We made a similar decision that we wanted to keep JumpBox free in it’s most basic version for people. We considered making all JumpBoxes run under a time-limited constraint until registered but ultimately decided that by giving away something of value and not crippling the usage by deactivating after a certain time period, we’d see more loyalty and eventually convert more people to paying customers as they grew to rely upon it and realize the value. The power users that need features like automated backups and shell access are theoretically using it frequently and are either making or saving money with it, and therefore can justify the nominal license fee.
On keeping lean
Craigslist has grown to over five billion pageviews per month and has a staff of twenty people to handle operations. It is still orders of magnitude smaller in staff than sites that have less traffic. The way they were able to scale things effectively with so few people was by pushing much of the duty of policing against spammers out to the users. They developed both the tools for the site as well as the right culture amongst users to be able to make the site self-policing. The concept of “flagging” has been instrumental in bubbling up abuse from listings so that they can be dealt with by a staff member. Newmark says, “[Flagging] works great in all sorts of ways, and it’s also an expression of our values. Mutual trust. This is kind of democracy in real life. Everyone wins, except for the bad guys.”
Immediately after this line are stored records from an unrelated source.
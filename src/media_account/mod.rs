pub mod models;
pub mod repository;
pub mod service;

pub use models::{ApplicationStatus, ApplyForMediaInput, ApplyForMediaOutput, MediaApplication};
pub use repository::{DynamoDbMediaAccountRepository, MediaAccountRepository};
pub use service::MediaAccountService;
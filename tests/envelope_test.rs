//! Characterization tests for permissive envelope decoding: absent or
//! mistyped fields always fold into the empty string.

use kaleido_handlers::api::envelope::{authorization, field};
use kaleido_handlers::api::{failure, success};
use kaleido_handlers::{ApiError, Envelope};
use serde_json::{json, Value};

fn envelopes_without_token() -> Vec<Value> {
    vec![
        json!({}),
        json!({"arguments": {"name": "Acme"}}),
        json!({"request": null}),
        json!({"request": []}),
        json!({"request": {"headers": {"authorization": "tok1"}}}),
        json!({"request": {"authorization": null}}),
        json!({"request": {"authorization": {"token": "tok1"}}}),
        json!("request"),
        Value::Null,
    ]
}

fn envelopes_without_arguments() -> Vec<Value> {
    vec![
        json!({}),
        json!({"request": {"authorization": "tok1"}}),
        json!({"arguments": null}),
        json!({"arguments": 7}),
        json!({"arguments": "name=Acme"}),
        json!({"arguments": [{"name": "Acme"}]}),
        json!({"input": {"name": "Acme"}}),
    ]
}

#[test]
fn test_authorization_is_empty_without_request_or_token() {
    for event in envelopes_without_token() {
        assert_eq!(authorization(&event), "", "event: {}", event);
    }
}

#[test]
fn test_fields_are_empty_without_argument_mapping() {
    for event in envelopes_without_arguments() {
        for key in ["name", "mailAddress", "url", ""] {
            assert_eq!(field(&event, key), "", "event: {}, key: {}", event, key);
        }
    }
}

#[test]
fn test_typed_decode_reports_absence() {
    let envelope = Envelope::decode(&json!({"arguments": {"name": "Acme", "age": 30}}));
    let document = envelope.document();

    assert_eq!(document.authorization(), None);
    assert_eq!(document.argument("name"), Some("Acme"));
    assert_eq!(document.argument("age"), None);
    assert_eq!(document.argument("url"), None);
}

#[test]
fn test_empty_string_argument_is_present_but_empty() {
    let envelope = Envelope::decode(&json!({"arguments": {"name": ""}}));
    assert_eq!(envelope.document().argument("name"), Some(""));
    assert_eq!(envelope.field("name"), "");
}

#[test]
fn test_success_body_decodes_to_payload() {
    let payloads = [
        json!(null),
        json!("text"),
        json!(12.5),
        json!([1, "two", {"three": 3}]),
        json!({"id": "abc", "nested": {"list": [true, false]}}),
    ];
    for payload in payloads {
        let response = success(&payload);
        assert_eq!(response.status_code(), 200);
        assert_eq!(serde_json::from_str::<Value>(response.body()).unwrap(), payload);
    }
}

#[test]
fn test_unauthenticated_failure_body_is_error_text() {
    let err = ApiError::Unauthenticated("Missing authorization token".to_string());
    let response = failure(&err);
    assert_eq!(response.status_code(), 401);
    assert_eq!(response.body(), err.to_string());
}
use aws_config::BehaviorVersion;
use kaleido_handlers::media_account::{DynamoDbMediaAccountRepository, MediaAccountService};
use kaleido_handlers::notify::{NotificationSender, SlackNotifier};
use kaleido_handlers::{
    secrets, telemetry, Authorizer, HandlerConfig, InvocationContext, JwtDidVerifier, Pipeline,
};
use lambda_runtime::{run, service_fn, Error, LambdaEvent};
use serde_json::Value;
use std::sync::Arc;
use tracing::info;

#[tokio::main]
async fn main() -> Result<(), Error> {
    dotenv::dotenv().ok();
    telemetry::init_tracing("media-account");

    // Collaborator handles are built once per cold start and shared by every
    // invocation
    let sdk_config = aws_config::load_defaults(BehaviorVersion::latest()).await;
    let secrets = secrets::load_secrets_from_manager(&sdk_config).await?;
    let config = HandlerConfig::from_env_with(&secrets);

    let verifier = Arc::new(JwtDidVerifier::new(config.jwt_secret()?));
    let repository = Arc::new(DynamoDbMediaAccountRepository::new(
        aws_sdk_dynamodb::Client::new(&sdk_config),
        config.media_account_table(),
    ));
    let notifier = config
        .slack_webhook_url()
        .map(|url| Arc::new(SlackNotifier::new(url)) as Arc<dyn NotificationSender>);
    if notifier.is_none() {
        info!("SLACK_WEBHOOK_URL not set, application notifications disabled");
    }

    let pipeline = Pipeline::new(
        Authorizer::new(verifier),
        MediaAccountService::new(repository, notifier),
    );
    let pipeline = &pipeline;

    run(service_fn(|event: LambdaEvent<Value>| async move {
        let ctx = InvocationContext::from(&event.context);
        pipeline
            .invoke(&ctx, &event.payload)
            .await
            .map_err(Error::from)
    }))
    .await
}
use async_trait::async_trait;
use serde::Deserialize;
use serde_json::{json, Value};
use std::sync::Arc;
use tracing::{debug, error};

use crate::api::error::{ApiError, ApiResult};
use crate::config::BigQueryConfig;
use crate::ingest::token::AccessTokenSource;
use crate::ingest::{DataSink, UserRecord};

const BIGQUERY_API: &str = "https://bigquery.googleapis.com/bigquery/v2";

#[derive(Debug, Default, Deserialize)]
#[serde(rename_all = "camelCase")]
struct InsertAllResponse {
    #[serde(default)]
    insert_errors: Vec<Value>,
}

/// Streams rows into a BigQuery table through `tabledata.insertAll`
#[derive(Clone)]
pub struct BigQuerySink {
    client: reqwest::Client,
    insert_url: String,
    tokens: Arc<dyn AccessTokenSource>,
}

impl BigQuerySink {
    pub fn new(config: &BigQueryConfig, tokens: Arc<dyn AccessTokenSource>) -> Self {
        Self {
            client: reqwest::Client::new(),
            insert_url: insert_all_url(config),
            tokens,
        }
    }

    /// Build the insert call with a token fetched for this upload, so a
    /// warm container never sends one that has since expired.
    async fn authorized_request(&self, record: &UserRecord) -> ApiResult<reqwest::Request> {
        let token = self.tokens.access_token().await?;
        Ok(self
            .client
            .post(&self.insert_url)
            .bearer_auth(token)
            .json(&insert_request(record))
            .build()?)
    }
}

fn insert_all_url(config: &BigQueryConfig) -> String {
    format!(
        "{}/projects/{}/datasets/{}/tables/{}/insertAll",
        BIGQUERY_API, config.project_id, config.dataset_id, config.table_id
    )
}

fn insert_request(record: &UserRecord) -> Value {
    // insertId lets BigQuery drop duplicate deliveries of the same record
    json!({
        "rows": [{"insertId": record.id, "json": record}]
    })
}

fn check_insert_response(response: InsertAllResponse) -> ApiResult<()> {
    if response.insert_errors.is_empty() {
        return Ok(());
    }
    Err(ApiError::Unexpected(format!(
        "BigQuery rejected rows: {}",
        Value::Array(response.insert_errors)
    )))
}

#[async_trait]
impl DataSink for BigQuerySink {
    #[tracing::instrument(skip(self, record), fields(user_id = %record.id))]
    async fn upload(&self, record: &UserRecord) -> ApiResult<()> {
        let request = self.authorized_request(record).await?;
        let response = self.client.execute(request).await?;

        let status = response.status();
        if !status.is_success() {
            let body = response.text().await.unwrap_or_default();
            error!(%status, "BigQuery insert failed");
            return Err(ApiError::Unexpected(format!(
                "BigQuery insert failed with status {}: {}",
                status, body
            )));
        }

        check_insert_response(response.json::<InsertAllResponse>().await?)?;
        debug!("Record uploaded");
        Ok(())
    }
}
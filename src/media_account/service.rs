use async_trait::async_trait;
use std::sync::Arc;
use tracing::{info, warn};

use crate::api::error::{ApiError, ApiResult};
use crate::api::pipeline::BusinessService;
use crate::auth::Identity;
use crate::media_account::models::{ApplyForMediaInput, MediaApplication};
use crate::media_account::repository::MediaAccountRepository;
use crate::notify::NotificationSender;

/// Accepts media account applications: one pending application per account.
pub struct MediaAccountService {
    repository: Arc<dyn MediaAccountRepository>,
    notifier: Option<Arc<dyn NotificationSender>>,
}

impl MediaAccountService {
    pub fn new(
        repository: Arc<dyn MediaAccountRepository>,
        notifier: Option<Arc<dyn NotificationSender>>,
    ) -> Self {
        Self {
            repository,
            notifier,
        }
    }

    pub async fn new_application(
        &self,
        identity: &Identity,
        input: ApplyForMediaInput,
    ) -> ApiResult<MediaApplication> {
        validate(&input)?;

        let address = identity.to_string();
        if self.repository.find_by_address(&address).await?.is_some() {
            return Err(ApiError::ClientError(format!(
                "media application already exists for {}",
                address
            )));
        }

        let application = MediaApplication::pending(address, input);
        self.repository.insert(&application).await?;
        info!(id = %application.id, "Media application accepted");

        self.notify(&application).await;
        Ok(application)
    }

    async fn notify(&self, application: &MediaApplication) {
        let Some(notifier) = &self.notifier else {
            return;
        };

        let message = format!(
            "New media account application: {} <{}> {} from {}",
            application.name, application.mail_address, application.url, application.address
        );
        if let Err(e) = notifier.send(&message).await {
            warn!("Failed to send application notification: {}", e);
        }
    }
}

#[async_trait]
impl BusinessService for MediaAccountService {
    type Input = ApplyForMediaInput;
    type Output = MediaApplication;

    #[tracing::instrument(skip(self, input), fields(address = %identity))]
    async fn execute(&self, identity: &Identity, input: ApplyForMediaInput) -> ApiResult<MediaApplication> {
        self.new_application(identity, input).await
    }
}

fn validate(input: &ApplyForMediaInput) -> ApiResult<()> {
    let required = [
        ("name", &input.name),
        ("mailAddress", &input.mail_address),
        ("url", &input.url),
    ];
    for (field, value) in required {
        if value.trim().is_empty() {
            return Err(ApiError::ClientError(format!("{} is required", field)));
        }
    }
    Ok(())
}

#[cfg(test)]
mod tests {
    use super::*;
    use crate::auth::identity::parse_address;
    use crate::media_account::repository::MockMediaAccountRepository;
    use crate::notify::MockNotificationSender;

    const ADDRESS: &str = "0xabc0000000000000000000000000000000000001";

    fn identity() -> Identity {
        Identity::verified(parse_address(ADDRESS).unwrap())
    }

    fn input() -> ApplyForMediaInput {
        ApplyForMediaInput {
            name: "Acme".to_string(),
            mail_address: "a@b.com".to_string(),
            url: "http://x".to_string(),
        }
    }

    #[tokio::test]
    async fn test_new_application_is_stored_and_notified() {
        let mut repository = MockMediaAccountRepository::new();
        repository
            .expect_find_by_address()
            .withf(|address| address == ADDRESS)
            .times(1)
            .returning(|_| Ok(None));
        repository
            .expect_insert()
            .withf(|application| application.address == ADDRESS && application.name == "Acme")
            .times(1)
            .returning(|_| Ok(()));

        let mut notifier = MockNotificationSender::new();
        notifier
            .expect_send()
            .withf(|message| message.contains("Acme") && message.contains(ADDRESS))
            .times(1)
            .returning(|_| Ok(()));

        let service = MediaAccountService::new(Arc::new(repository), Some(Arc::new(notifier)));
        let application = service.execute(&identity(), input()).await.unwrap();

        assert_eq!(application.address, ADDRESS);
        assert_eq!(application.mail_address, "a@b.com");
    }

    #[tokio::test]
    async fn test_empty_field_is_client_error() {
        let mut repository = MockMediaAccountRepository::new();
        repository.expect_find_by_address().never();
        repository.expect_insert().never();

        let service = MediaAccountService::new(Arc::new(repository), None);
        let mut missing_mail = input();
        missing_mail.mail_address = String::new();

        let err = service.execute(&identity(), missing_mail).await.unwrap_err();
        assert_eq!(err, ApiError::ClientError("mailAddress is required".to_string()));
    }

    #[tokio::test]
    async fn test_duplicate_application_is_client_error() {
        let mut repository = MockMediaAccountRepository::new();
        repository
            .expect_find_by_address()
            .returning(|address| Ok(Some(MediaApplication::pending(address.to_string(), input()))));
        repository.expect_insert().never();

        let service = MediaAccountService::new(Arc::new(repository), None);
        let err = service.execute(&identity(), input()).await.unwrap_err();

        assert_eq!(err.status_code(), 400);
        assert!(err.to_string().contains("already exists"));
    }

    #[tokio::test]
    async fn test_notification_failure_does_not_fail_application() {
        let mut repository = MockMediaAccountRepository::new();
        repository.expect_find_by_address().returning(|_| Ok(None));
        repository.expect_insert().returning(|_| Ok(()));

        let mut notifier = MockNotificationSender::new();
        notifier
            .expect_send()
            .times(1)
            .returning(|_| Err(ApiError::Unexpected("webhook down".to_string())));

        let service = MediaAccountService::new(Arc::new(repository), Some(Arc::new(notifier)));
        assert!(service.execute(&identity(), input()).await.is_ok());
    }

    #[tokio::test]
    async fn test_repository_failure_is_unexpected() {
        let mut repository = MockMediaAccountRepository::new();
        repository
            .expect_find_by_address()
            .returning(|_| Err(ApiError::Unexpected("ProvisionedThroughputExceededException".to_string())));

        let service = MediaAccountService::new(Arc::new(repository), None);
        let err = service.execute(&identity(), input()).await.unwrap_err();

        assert_eq!(err.status_code(), 500);
        assert_eq!(err.to_string(), "ProvisionedThroughputExceededException");
    }
}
On the general nature of humankind
Newmark says, “What surprises me, in a way, is how almost universally people are trustworthy and god. There are problems, and sometimes people bicker, which is a pain in the ass, but people are good. No matter what your religious background, we share pretty much the same values. There are some minor differences that we disagree on, but the differences are at the 5 percent level. That’s pretty good.” Throughout his interview, Newmark constantly refers to the “moral compass” that guides every activity with how they run the company. “I’m not implicitly judging anyone here. We’re not anti-traditional by any means. We just made a specific decision based on our specific values and followed through.”
In 2004 eBay took a 25% stake in the company via a stock purchase from an ex-employee. Craigslist is still privately-held though and has massively disrupted the classifieds business for local newspapers. It’s currently in the top ten most trafficked sites in the US.